Maybe I'm expecting crime syndicates to have a unreasonable level of precognition, but I gotta say... I really can't see how killing the family of a guy named Mr. Vengeance is going to end positively. I mean, you have to think that with that name might get a little ticked off and have access to revenge-friendly weaponry. But hey, you have to kick off a rail shooter somehow, and you can't argue with what works. It's Mr. Vengeance: Act One by Russian developer TxGames. He'll roar. He'll rampage. He'll get bloody satisfaction.
Controls are typical for the genre. Point and click the mouse to advance scenes and fire weapons. Switch to a different one with the [1], [2], [3] and [4] keys, and reload with [R]. [Spacebar] uses a health pack. Bullets make bad guys dead.

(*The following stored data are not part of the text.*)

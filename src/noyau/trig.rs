// src/noyau/trig.rs
//
// Fonctions trig du sélecteur (cot/sin/cos/tan) + pôles
// -----------------------------------------------------
// - Ensemble FERMÉ : pas de table de correspondance dynamique
// - cot(a) = cos(a)/sin(a), pôle si |sin(a)| ≤ TOLERANCE_POLE
// - tan(a) = sin(a)/cos(a), pôle si |cos(a)| ≤ TOLERANCE_POLE
//
// En f64, sin(π) vaut ~1.22e-16 et non 0 : sans tolérance, cot(π) donnerait
// ~-8.2e15 au lieu d’un pôle.

use std::fmt;
use std::str::FromStr;

use super::erreur::ErreurEval;
use super::numerique::div_sure;

/// Seuil sous lequel le diviseur de cot/tan est considéré nul.
pub const TOLERANCE_POLE: f64 = 1e-12;

#[derive(Clone, Copy, Debug, Default, PartialEq, Eq, Hash)]
pub enum Fonction {
    #[default]
    Cot,
    Sin,
    Cos,
    Tan,
}

impl Fonction {
    /// Ordre du sélecteur (UI).
    pub const TOUTES: [Fonction; 4] = [
        Fonction::Cot,
        Fonction::Sin,
        Fonction::Cos,
        Fonction::Tan,
    ];

    pub fn nom(self) -> &'static str {
        match self {
            Fonction::Cot => "cot",
            Fonction::Sin => "sin",
            Fonction::Cos => "cos",
            Fonction::Tan => "tan",
        }
    }

    /// f(a) ; échoue sur un pôle de cot/tan.
    pub fn appliquer(self, a: f64) -> Result<f64, ErreurEval> {
        match self {
            Fonction::Sin => Ok(a.sin()),
            Fonction::Cos => Ok(a.cos()),
            Fonction::Cot => cot(a),
            Fonction::Tan => tan(a),
        }
    }
}

impl fmt::Display for Fonction {
    fn fmt(&self, f: &mut fmt::Formatter<'_>) -> fmt::Result {
        f.write_str(self.nom())
    }
}

impl FromStr for Fonction {
    type Err = ErreurEval;

    fn from_str(s: &str) -> Result<Self, Self::Err> {
        match s.trim() {
            "cot" => Ok(Fonction::Cot),
            "sin" => Ok(Fonction::Sin),
            "cos" => Ok(Fonction::Cos),
            "tan" => Ok(Fonction::Tan),
            autre => Err(ErreurEval::EntreeInvalide(format!(
                "fonction inconnue {autre:?}"
            ))),
        }
    }
}

/// cot(a) ; pôle si a ≡ 0 (mod π).
pub fn cot(a: f64) -> Result<f64, ErreurEval> {
    let (s, c) = a.sin_cos();
    if s.abs() <= TOLERANCE_POLE {
        return Err(ErreurEval::DivisionParZero(format!("cot({a}) : pôle")));
    }
    div_sure(c, s, &format!("cot({a})"))
}

/// tan(a) ; pôle si a ≡ π/2 (mod π).
pub fn tan(a: f64) -> Result<f64, ErreurEval> {
    let (s, c) = a.sin_cos();
    if c.abs() <= TOLERANCE_POLE {
        return Err(ErreurEval::DivisionParZero(format!("tan({a}) : pôle")));
    }
    div_sure(s, c, &format!("tan({a})"))
}
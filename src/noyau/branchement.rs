// src/noyau/branchement.rs
//
// Algorithme à branchement (fonction par morceaux)
// ------------------------------------------------
//   x·y > 12        : f(x)³ + cot(y)
//   sinon x·y < 7   : sinh(f(x)³) + y²
//   sinon           : cos(x - f(x)³)        (7 ≤ x·y ≤ 12, bornes incluses)
//
// Liste de décision ORDONNÉE : la première garde vraie gagne.
// Seule la branche retenue est évaluée (cot(y) n’est calculé qu’en branche 1).

use std::fmt;

use super::erreur::ErreurEval;
use super::numerique::{fini, puissance_entiere_f64};
use super::trig::{cot, Fonction};

/// Seuil haut (strict) de la branche 1.
pub const SEUIL_HAUT: f64 = 12.0;

/// Seuil bas (strict) de la branche 2.
pub const SEUIL_BAS: f64 = 7.0;

#[derive(Clone, Copy, Debug, PartialEq, Eq)]
pub enum Branche {
    /// x·y > 12 : f(x)³ + cot(y)
    Un,
    /// x·y < 7 : sinh(f(x)³) + y²
    Deux,
    /// 7 ≤ x·y ≤ 12 : cos(x - f(x)³)
    Trois,
}

impl Branche {
    /// Formule de la branche, pour affichage.
    pub fn formule(self) -> &'static str {
        match self {
            Branche::Un => "x·y > 12 : f(x)³ + cot(y)",
            Branche::Deux => "x·y < 7 : sinh(f(x)³) + y²",
            Branche::Trois => "7 ≤ x·y ≤ 12 : cos(x − f(x)³)",
        }
    }
}

impl fmt::Display for Branche {
    fn fmt(&self, f: &mut fmt::Formatter<'_>) -> fmt::Result {
        f.write_str(self.formule())
    }
}

#[derive(Clone, Copy, Debug, PartialEq)]
pub struct EvaluationBranchee {
    pub branche: Branche,
    pub valeur: f64,
}

/// Sélection ordonnée (première garde vraie).
pub fn selectionner_branche(produit: f64) -> Branche {
    if produit > SEUIL_HAUT {
        Branche::Un
    } else if produit < SEUIL_BAS {
        Branche::Deux
    } else {
        Branche::Trois
    }
}

fn verifier_fini(nom: &str, v: f64) -> Result<f64, ErreurEval> {
    if v.is_finite() {
        Ok(v)
    } else {
        Err(ErreurEval::EntreeInvalide(format!("{nom} = {v} (non fini)")))
    }
}

/// Évalue la fonction par morceaux et indique la branche retenue.
pub fn evaluer_branchement(
    x: f64,
    y: f64,
    f: Fonction,
) -> Result<EvaluationBranchee, ErreurEval> {
    let x = verifier_fini("x", x)?;
    let y = verifier_fini("y", y)?;
    let produit = verifier_fini("x·y", x * y)?;

    let branche = selectionner_branche(produit);
    log::debug!("branchement x={x} y={y} f={f} x·y={produit} -> {branche:?}");

    let f_cube = puissance_entiere_f64(f.appliquer(x)?, 3);

    let valeur = match branche {
        Branche::Un => f_cube + cot(y)?,
        Branche::Deux => f_cube.sinh() + y * y,
        Branche::Trois => (x - f_cube).cos(),
    };

    Ok(EvaluationBranchee {
        branche,
        valeur: fini(valeur, branche.formule())?,
    })
}

/// API publique : valeur seule.
pub fn branching_algorithm(x: f64, y: f64, f: Fonction) -> Result<f64, ErreurEval> {
    evaluer_branchement(x, y, f).map(|e| e.valeur).inspect_err(|e| {
        log::debug!(
            "branchement x={x} y={y} f={f} -> échec {} ({e})",
            e.genre()
        )
    })
}
//! Calculatrice à deux formules
//!
//! - `noyau` : évaluation pure (linéaire + branchement), sans UI
//! - `app`   : état + vue egui, appelle le noyau avec des valeurs primitives

pub mod app;
pub mod noyau;

pub use noyau::{branching_algorithm, linear_algorithm, ErreurEval, Fonction, ValeurArrondie};
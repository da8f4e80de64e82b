use crate::config::CleanConfig;
use crate::shuffle::Randomness;
use std::path::PathBuf;

pub mod clean;
pub mod load;
pub mod normalize;
pub mod write;

#[derive(Debug, Clone, PartialEq, Eq)]
pub enum MessageLevel {
    Info,
    Success,
    Warning,
}

#[derive(Debug, Clone)]
pub struct CmdMessage {
    pub level: MessageLevel,
    pub content: String,
}

impl CmdMessage {
    pub fn info(content: impl Into<String>) -> Self {
        Self {
            level: MessageLevel::Info,
            content: content.into(),
        }
    }

    pub fn success(content: impl Into<String>) -> Self {
        Self {
            level: MessageLevel::Success,
            content: content.into(),
        }
    }

    pub fn warning(content: impl Into<String>) -> Self {
        Self {
            level: MessageLevel::Warning,
            content: content.into(),
        }
    }
}

/// What a full clean run did.
#[derive(Debug, Clone, PartialEq, Eq)]
pub struct CleanReport {
    pub input: PathBuf,
    pub output: PathBuf,
    pub lines: usize,
    pub numbers_spelled: usize,
    pub bytes_written: usize,
    pub randomness: Randomness,
}

#[derive(Debug, Default)]
pub struct CmdResult {
    pub report: Option<CleanReport>,
    pub normalized_lines: Vec<String>,
    pub config: Option<CleanConfig>,
    pub messages: Vec<CmdMessage>,
}

impl CmdResult {
    pub fn add_message(&mut self, message: CmdMessage) {
        self.messages.push(message);
    }

    pub fn with_report(mut self, report: CleanReport) -> Self {
        self.report = Some(report);
        self
    }

    pub fn with_normalized_lines(mut self, lines: Vec<String>) -> Self {
        self.normalized_lines = lines;
        self
    }

    pub fn with_config(mut self, config: CleanConfig) -> Self {
        self.config = Some(config);
        self
    }
}
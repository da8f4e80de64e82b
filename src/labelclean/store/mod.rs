//! # Storage Layer
//!
//! The [`CorpusStore`] trait is the only place the pipeline touches bytes on
//! disk. Commands take a store, so they can run against
//! [`memory::InMemoryStore`] in tests and [`fs::FileStore`] in production.
//!
//! Stores deal in raw bytes. Decoding and line splitting happen in the
//! load command, so both implementations fail the same way on bad input.

use crate::error::Result;
use std::path::Path;

pub mod fs;
pub mod memory;

pub trait CorpusStore {
    /// Read the whole file at `path`.
    fn read(&self, path: &Path) -> Result<Vec<u8>>;

    /// Create or truncate `path` and write `bytes` to it.
    ///
    /// The parent directory must already exist.
    fn write(&mut self, path: &Path, bytes: &[u8]) -> Result<()>;

    /// Create every missing directory above `path`.
    fn ensure_parent(&mut self, path: &Path) -> Result<()>;
}
use super::CorpusStore;
use crate::error::{CleanError, Result};
use std::collections::{HashMap, HashSet};
use std::io::{Error, ErrorKind};
use std::path::{Path, PathBuf};

/// In-memory store for tests. Tracks directories so a missing output
/// directory fails the same way it does on disk.
#[derive(Debug, Default)]
pub struct InMemoryStore {
    files: HashMap<PathBuf, Vec<u8>>,
    dirs: HashSet<PathBuf>,
}

impl InMemoryStore {
    pub fn new() -> Self {
        Self::default()
    }

    pub fn with_file(mut self, path: impl Into<PathBuf>, bytes: impl Into<Vec<u8>>) -> Self {
        let path = path.into();
        self.add_ancestors(&path);
        self.files.insert(path, bytes.into());
        self
    }

    pub fn with_dir(mut self, path: impl Into<PathBuf>) -> Self {
        let path = path.into();
        self.add_ancestors(&path);
        self.dirs.insert(path);
        self
    }

    pub fn contents(&self, path: impl AsRef<Path>) -> Option<&[u8]> {
        self.files.get(path.as_ref()).map(Vec::as_slice)
    }

    pub fn text(&self, path: impl AsRef<Path>) -> Option<String> {
        self.contents(path)
            .map(|bytes| String::from_utf8_lossy(bytes).into_owned())
    }

    fn add_ancestors(&mut self, path: &Path) {
        for ancestor in path.ancestors().skip(1) {
            if !ancestor.as_os_str().is_empty() {
                self.dirs.insert(ancestor.to_path_buf());
            }
        }
    }

    fn parent_exists(&self, path: &Path) -> bool {
        match path.parent() {
            Some(parent) if !parent.as_os_str().is_empty() => self.dirs.contains(parent),
            _ => true,
        }
    }
}

impl CorpusStore for InMemoryStore {
    fn read(&self, path: &Path) -> Result<Vec<u8>> {
        self.files.get(path).cloned().ok_or_else(|| {
            CleanError::at_path(path, Error::new(ErrorKind::NotFound, "no such file"))
        })
    }

    fn write(&mut self, path: &Path, bytes: &[u8]) -> Result<()> {
        if !self.parent_exists(path) {
            return Err(CleanError::at_path(
                path,
                Error::new(ErrorKind::NotFound, "parent directory does not exist"),
            ));
        }
        self.files.insert(path.to_path_buf(), bytes.to_vec());
        Ok(())
    }

    fn ensure_parent(&mut self, path: &Path) -> Result<()> {
        self.add_ancestors(path);
        Ok(())
    }
}
use crate::error::Result;
use crate::model::Corpus;
use crate::text::normalize_line;
use tracing::debug;

/// Normalize every line of the corpus, keeping order and count.
///
/// Returns the cleaned corpus and how many digit runs were spelled out.
pub fn run(corpus: Corpus) -> Result<(Corpus, usize)> {
    let mut numbers_spelled = 0;
    let mut cleaned = Vec::with_capacity(corpus.len());

    for line in corpus.into_lines() {
        let normalized = normalize_line(&line)?;
        numbers_spelled += normalized.numbers_spelled;
        cleaned.push(normalized.text);
    }

    debug!(lines = cleaned.len(), numbers_spelled, "normalized corpus");
    Ok((Corpus::new(cleaned), numbers_spelled))
}

/// Normalize standalone strings without touching any store.
pub fn preview<I: AsRef<str>>(texts: &[I]) -> Result<Vec<String>> {
    texts
        .iter()
        .map(|t| normalize_line(t.as_ref()).map(|n| n.text))
        .collect()
}
use crate::commands::{load, normalize, write, CleanReport, CmdMessage, CmdResult};
use crate::config::CleanConfig;
use crate::error::Result;
use crate::shuffle::{shuffle_corpus, Randomness};
use crate::store::CorpusStore;
use tracing::{debug, info};

/// Load, normalize, shuffle, and write the corpus described by `config`.
pub fn run<S: CorpusStore>(store: &mut S, config: &CleanConfig) -> Result<CmdResult> {
    let raw = load::run(store, &config.input)?;
    let lines = raw.len();

    let (mut cleaned, numbers_spelled) = normalize::run(raw)?;

    let randomness = Randomness::from_seed(config.seed);
    debug!(?randomness, "shuffling corpus");
    shuffle_corpus(&mut cleaned, randomness);

    let bytes_written = write::run(
        store,
        &config.output,
        &cleaned,
        config.create_output_dir,
    )?;

    info!(
        input = %config.input.display(),
        output = %config.output.display(),
        lines,
        numbers_spelled,
        "clean run finished"
    );

    let mut result = CmdResult::default().with_report(CleanReport {
        input: config.input.clone(),
        output: config.output.clone(),
        lines,
        numbers_spelled,
        bytes_written,
        randomness,
    });
    if lines == 0 {
        result.add_message(CmdMessage::warning(format!(
            "{} is empty; wrote an empty label file",
            config.input.display()
        )));
    }
    result.add_message(CmdMessage::info(format!(
        "{} lines, {} numbers spelled, written to {}",
        lines,
        numbers_spelled,
        config.output.display()
    )));
    result.add_message(CmdMessage::success(
        "Cleaned, converted numbers to words, and shuffled training data",
    ));
    Ok(result)
}
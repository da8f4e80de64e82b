use crate::error::{CleanError, Result};
use serde::{Deserialize, Serialize};
use std::fs;
use std::path::{Path, PathBuf};

pub const DEFAULT_INPUT: &str = "./data.txt";
pub const DEFAULT_OUTPUT: &str = "../internal/repo/fasttext/labels.txt";

/// Run configuration. Every field has a default, so an empty JSON object (or
/// running without `--config`) reproduces the fixed-path behavior.
#[derive(Debug, Clone, Serialize, Deserialize, PartialEq, Eq)]
pub struct CleanConfig {
    /// Line-per-example UTF-8 text to clean
    #[serde(default = "default_input")]
    pub input: PathBuf,

    /// Destination for the cleaned, shuffled labels
    #[serde(default = "default_output")]
    pub output: PathBuf,

    /// Fixed shuffle seed; unseeded when absent
    #[serde(default)]
    pub seed: Option<u64>,

    /// Create the output's parent directories when missing
    #[serde(default = "default_create_output_dir")]
    pub create_output_dir: bool,
}

fn default_input() -> PathBuf {
    PathBuf::from(DEFAULT_INPUT)
}

fn default_output() -> PathBuf {
    PathBuf::from(DEFAULT_OUTPUT)
}

fn default_create_output_dir() -> bool {
    true
}

impl Default for CleanConfig {
    fn default() -> Self {
        Self {
            input: default_input(),
            output: default_output(),
            seed: None,
            create_output_dir: default_create_output_dir(),
        }
    }
}

/// Command-line values that take precedence over the config file.
#[derive(Debug, Clone, Default)]
pub struct ConfigOverrides {
    pub input: Option<PathBuf>,
    pub output: Option<PathBuf>,
    pub seed: Option<u64>,
}

impl CleanConfig {
    /// Load config from a JSON file. Fields missing from the file keep their
    /// defaults; a missing file is an error.
    pub fn load<P: AsRef<Path>>(path: P) -> Result<Self> {
        let path = path.as_ref();
        let content = fs::read_to_string(path).map_err(|e| CleanError::at_path(path, e))?;
        let config: CleanConfig =
            serde_json::from_str(&content).map_err(CleanError::Serialization)?;
        Ok(config)
    }

    pub fn with_overrides(mut self, overrides: ConfigOverrides) -> Self {
        if let Some(input) = overrides.input {
            self.input = input;
        }
        if let Some(output) = overrides.output {
            self.output = output;
        }
        if overrides.seed.is_some() {
            self.seed = overrides.seed;
        }
        self
    }

    pub fn to_json(&self) -> Result<String> {
        serde_json::to_string_pretty(self).map_err(CleanError::Serialization)
    }
}
//! # API Facade
//!
//! A thin facade over the command layer and the single entry point for the
//! binary. It dispatches to `commands/*.rs` and returns `Result<CmdResult>`;
//! it never prints and never exits.
//!
//! `LabelCleanApi<S: CorpusStore>` is generic over storage:
//! - Production: `LabelCleanApi<FileStore>`
//! - Testing: `LabelCleanApi<InMemoryStore>`

use crate::commands;
use crate::config::CleanConfig;
use crate::error::Result;
use crate::store::CorpusStore;

pub struct LabelCleanApi<S: CorpusStore> {
    store: S,
    config: CleanConfig,
}

impl<S: CorpusStore> LabelCleanApi<S> {
    pub fn new(store: S, config: CleanConfig) -> Self {
        Self { store, config }
    }

    /// Run the whole load → normalize → shuffle → write pipeline.
    pub fn clean(&mut self) -> Result<commands::CmdResult> {
        commands::clean::run(&mut self.store, &self.config)
    }

    /// Normalize the given strings without reading or writing any file.
    pub fn normalize<I: AsRef<str>>(&self, texts: &[I]) -> Result<commands::CmdResult> {
        let lines = commands::normalize::preview(texts)?;
        Ok(commands::CmdResult::default().with_normalized_lines(lines))
    }

    pub fn config(&self) -> Result<commands::CmdResult> {
        Ok(commands::CmdResult::default().with_config(self.config.clone()))
    }

    pub fn store(&self) -> &S {
        &self.store
    }
}

pub use commands::{CleanReport, CmdMessage, CmdResult, MessageLevel};
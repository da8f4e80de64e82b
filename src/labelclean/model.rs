/// An ordered, in-memory set of training lines.
///
/// Each line keeps its own terminator (`"\n"`), except possibly the last
/// line of the source text. Joining the lines back together reproduces the
/// text without inserting separators.
#[derive(Debug, Clone, Default, PartialEq, Eq)]
pub struct Corpus {
    lines: Vec<String>,
}

impl Corpus {
    pub fn new(lines: Vec<String>) -> Self {
        Self { lines }
    }

    /// Split decoded text into lines.
    ///
    /// `\n`, `\r\n` and a lone `\r` each end a line; the kept terminator is
    /// always `\n`.
    pub fn from_text(text: &str) -> Self {
        let mut lines = Vec::new();
        let mut current = String::new();
        let mut chars = text.chars().peekable();

        while let Some(c) = chars.next() {
            match c {
                '\r' => {
                    if chars.peek() == Some(&'\n') {
                        chars.next();
                    }
                    current.push('\n');
                    lines.push(std::mem::take(&mut current));
                }
                '\n' => {
                    current.push('\n');
                    lines.push(std::mem::take(&mut current));
                }
                other => current.push(other),
            }
        }
        if !current.is_empty() {
            lines.push(current);
        }

        Self { lines }
    }

    pub fn lines(&self) -> &[String] {
        &self.lines
    }

    pub fn lines_mut(&mut self) -> &mut [String] {
        &mut self.lines
    }

    pub fn into_lines(self) -> Vec<String> {
        self.lines
    }

    pub fn len(&self) -> usize {
        self.lines.len()
    }

    pub fn is_empty(&self) -> bool {
        self.lines.is_empty()
    }

    /// Concatenate the lines in order.
    pub fn to_text(&self) -> String {
        self.lines.concat()
    }
}

impl From<Vec<String>> for Corpus {
    fn from(lines: Vec<String>) -> Self {
        Self::new(lines)
    }
}
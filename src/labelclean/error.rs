use std::path::PathBuf;
use thiserror::Error;

#[derive(Error, Debug)]
pub enum CleanError {
    #[error("IO error on {}: {source}", .path.display())]
    Path {
        path: PathBuf,
        #[source]
        source: std::io::Error,
    },

    #[error("{} is not valid UTF-8: {source}", .path.display())]
    Decode {
        path: PathBuf,
        #[source]
        source: std::string::FromUtf8Error,
    },

    #[error("Cannot spell number {digits}: {reason}")]
    Conversion { digits: String, reason: String },

    #[error("Serialization error: {0}")]
    Serialization(#[from] serde_json::Error),
}

impl CleanError {
    pub fn at_path(path: impl Into<PathBuf>, source: std::io::Error) -> Self {
        CleanError::Path {
            path: path.into(),
            source,
        }
    }
}

pub type Result<T> = std::result::Result<T, CleanError>;
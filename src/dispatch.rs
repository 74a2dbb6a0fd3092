use std::sync::Arc;

use axum::{
    body::Bytes,
    extract::{Query, State},
    http::StatusCode,
    response::{IntoResponse, Response},
    routing::get,
    Json, Router,
};
use derive_more::From;
use serde::de::DeserializeOwned;

use crate::{
    api::{self, ticket, Lookup, Method},
    store::{Id, Store},
};

pub type SharedStore = Arc<Store>;

pub fn router(store: SharedStore) -> Router {
    Router::new()
        .route("/", get(read).post(write))
        .with_state(store)
}

/// Query parameters; a key given more than once counts as absent.
struct Params {
    method: Option<String>,
    id: Option<String>,
}

impl From<Vec<(String, String)>> for Params {
    fn from(pairs: Vec<(String, String)>) -> Self {
        let single = |key: &str| {
            let mut values = pairs.iter().filter(|(k, _)| k == key);
            match (values.next(), values.next()) {
                (Some((_, value)), None) => Some(value.clone()),
                _ => None,
            }
        };
        Self {
            method: single("method"),
            id: single("id"),
        }
    }
}

impl Params {
    fn method(&self) -> Result<Method, DispatchError> {
        self.method
            .as_deref()
            .and_then(Method::parse)
            .ok_or(DispatchError::UnknownMethod)
    }
}

async fn read(
    State(store): State<SharedStore>,
    Query(params): Query<Vec<(String, String)>>,
) -> Result<Response, DispatchError> {
    use DispatchError as E;
    use Method as M;

    let params = Params::from(params);
    let method = params.method()?;
    tracing::debug!(%method, "dispatching read");

    Ok(match method {
        M::AllTickets => Json(
            store
                .list_all()
                .into_iter()
                .map(ticket::Summary::from)
                .collect::<Vec<_>>(),
        )
        .into_response(),
        M::TicketById => {
            let found = params
                .id
                .as_deref()
                .and_then(|id| id.parse::<Id>().ok())
                .and_then(|id| store.get_by_id(id))
                .map(api::Ticket::from);
            Json(Lookup(found)).into_response()
        }
        M::CreateTicket
        | M::UpdateTicket
        | M::DeleteTicket
        | M::ChangeStatus => return Err(E::UnknownMethod),
    })
}

async fn write(
    State(store): State<SharedStore>,
    Query(params): Query<Vec<(String, String)>>,
    body: Bytes,
) -> Result<Response, DispatchError> {
    use DispatchError as E;
    use Method as M;

    let method = Params::from(params).method()?;
    tracing::debug!(%method, "dispatching write");

    Ok(match method {
        M::CreateTicket => {
            let ticket::CreateInput {
                name,
                description,
                status,
            } = payload(&body)?;
            let ticket = store.create(name, description, status.into());
            tracing::info!(id = %ticket.id, "ticket created");
            Json(api::Ticket::from(ticket)).into_response()
        }
        M::UpdateTicket => {
            let ticket::UpdateInput {
                id,
                name,
                description,
                status,
            } = payload(&body)?;
            let updated = id
                .and_then(|id| {
                    store.update(id, name, description, status.into())
                })
                .map(api::Ticket::from);
            if let Some(ticket) = &updated {
                tracing::info!(id = %ticket.id, "ticket updated");
            }
            Json(Lookup(updated)).into_response()
        }
        M::DeleteTicket => {
            let ticket::DeleteInput { id } = payload(&body)?;
            if let Some(id) = id {
                if store.delete(id) {
                    tracing::info!(%id, "ticket deleted");
                }
            }
            Json(ticket::Deleted { success: true }).into_response()
        }
        M::ChangeStatus => {
            let ticket::ChangeStatusInput { id, status } = payload(&body)?;
            let changed = id
                .and_then(|id| store.change_status(id, status.into()))
                .map(api::Ticket::from);
            if let Some(ticket) = &changed {
                tracing::info!(
                    id = %ticket.id,
                    status = ticket.status,
                    "ticket status changed"
                );
            }
            Json(Lookup(changed)).into_response()
        }
        M::AllTickets | M::TicketById => return Err(E::UnknownMethod),
    })
}

/// Decodes a write body; an empty body reads as `{}`.
fn payload<T: DeserializeOwned>(body: &[u8]) -> Result<T, DispatchError> {
    let body = if body.iter().all(u8::is_ascii_whitespace) {
        b"{}".as_slice()
    } else {
        body
    };
    Ok(serde_json::from_slice(body).inspect_err(|e| {
        tracing::warn!(error = %e, "malformed request body");
    })?)
}

#[derive(Debug, From)]
pub enum DispatchError {
    #[from]
    MalformedBody(serde_json::Error),
    UnknownMethod,
}

impl IntoResponse for DispatchError {
    fn into_response(self) -> Response {
        match self {
            Self::MalformedBody(_) => StatusCode::BAD_REQUEST,
            Self::UnknownMethod => StatusCode::NOT_FOUND,
        }
        .into_response()
    }
}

I really dug Mr. Vengeance, but I can't deny its flawed writing. If you took Max Payne and ran its text through Babelfish several times, you'd pretty much have the script for Mr. Vengeance. Let's just say quite a bit gets lost in translation, and while it's absolutely hilarious, I don't think it was meant to be. Of course, it's not like Max Payne didn't have an obvious debt to John Woo, Death Wish, and the Matrix, but Max never said he was in a laundry room that "felt unbearable smell of dampness".
This caveat aside, Mr. Vengeance has a distinct edge of cool. The graphics and animations are absolutely gorgeous for a stick-figure game, with a stark monochrome-and-red color palette that really makes the action pop. It's also has a good range difficulty, with health-packs and ammo aplenty for noobs like me, and harder replay modes for the more skilled. It would have been nice to have different enemy models to blast, but I kind of like how it implies the targets have become indistinguishable in Mr. Vengeance rage... though, again, I don't think that was a consideration by the author.
Mr. Vengeance isn't a revelation, but it's twitchy, bloody and fun. That's really all it need to be and, as I was playing, all I wanted it to be. "Act One" implies the development of an "Act Two", and frankly, I can't wait.
Just a heads up, clicking the link in the picture opens two windows, for some reason...
I found this game a little boring. I'm not talking about difficulty level here, just everything. The stick figures who fired with the same animation over and over again, the rather dull sound effects of all the guns, and the terribly repetitive boss fight made the game annoying to play. It's a good thing it's so short, or I probably wouldn't have finished it.
The graphical style of black stick figures on monochrome backgrounds is also beginning to get on my nerves. Just like the black foreground/glowy background platformers, this style is looking a lot more like an easy shortcut than anything that resembles visual bling (lost for words at the end there). This game wasn't trying to be anything new, but it failed at even achieving interest.
It was okay. There's hardly any replay value, the most interesting gimmick outside of the final boss being "Guy who pops out from behind a wall and shoots you", which the game throws at you almost constantly, as if it knows that the endless tedium of identical stick figures is boring but doesn't have anything else left to give.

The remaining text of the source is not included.